Oil traders barely batted an eye, with U.S. crude prices unchanged at around $31.70 a barrel following the news. Shares in large domestic oil producers like Continental Resources Inc. were little changed on Thursday.
"Are you kidding me?" said James Williams, energy economist at WTRG Economics in London, Arkansas. He, like most others, said the fee had no chance of passing into legislation.
Nonetheless, it added insult to injury for an industry reeling from an oil price crash brought on by one of the worst supply gluts in history. Another $10 a barrel in domestic drillers' costs could render thousands of wells uneconomic.
The new tax would add an estimated 25 cents a gallon to gas prices, according to traders and analysts.

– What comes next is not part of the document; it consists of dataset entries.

//! # Inkpost Infrastructure
//!
//! Concrete implementations of the ports defined in `inkpost-core`.
//!
//! ## Feature Flags
//!
//! - `full` (default) - All features enabled
//! - `minimal` - No external services, in-memory repositories only
//! - `postgres` - PostgreSQL repositories via SeaORM
//! - `auth` - JWT + Argon2 authentication

pub mod database;
pub mod memory;
pub mod storage;

#[cfg(feature = "auth")]
pub mod auth;

pub use database::DatabaseConfig;
pub use memory::{
    InMemoryCategoryRepository, InMemoryPermissionChecker, InMemoryPermissionRepository,
    InMemoryPostRepository, InMemoryUserRepository,
};
pub use storage::PublicDiskStorage;

#[cfg(feature = "postgres")]
pub use database::{
    PostgresCategoryRepository, PostgresPermissionChecker, PostgresPermissionRepository,
    PostgresPostRepository, PostgresUserRepository, connect,
};

#[cfg(feature = "auth")]
pub use auth::{Argon2PasswordService, JwtConfig, JwtTokenService};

"Even with gas prices at historic lows, gas prices are the barometer to gauge successful energy policies in Washington. Thus any hike, no matter how small, only makes this more challenging," Thomas Cape, senior analyst at Evercore ISI, said in note to clients.
U.S. natural gas futures fell to their lowest level so far this year on Thursday.
Billionaire investor T. Boone Pickens, who cemented his fortune with bets on oil companies, tweeted: "Don't know where to start. Dumbest idea ever?"
Republicans have previously thwarted administration proposals to end certain tax breaks for oil producers.
The oil markets have developed a higher threshold for bearish news as prices have plunged 75 percent since mid-2014. The price slide has hit producers across the world and forced U.S. companies to slash spending.
Royal Dutch Shell, Europe's largest oil company, reported its lowest annual income in over a decade.
On Wednesday, ExxonMobil Corp., the world's largest oil company, announced its smallest quarterly profit in over a decade while BP said its 2015 loss was its biggest ever.
"YIKES!" Carl Larry, chief executive of consultancy Oil Outlooks in Houston, said in an emailed statement.
"That's a lot of money to ask from an industry that can't afford to pay its own expenses, much less a $10 tax."
Republicans in the U.S. Congress also reacted swiftly to Obama's call for a new, $10 per barrel tax on oil, promising to kill what they called an "absurd" idea.
"From day one of President Obama’s administration, he has waged open warfare on American energy," said House Majority Whip Steve Scalise, the third-ranking Republican.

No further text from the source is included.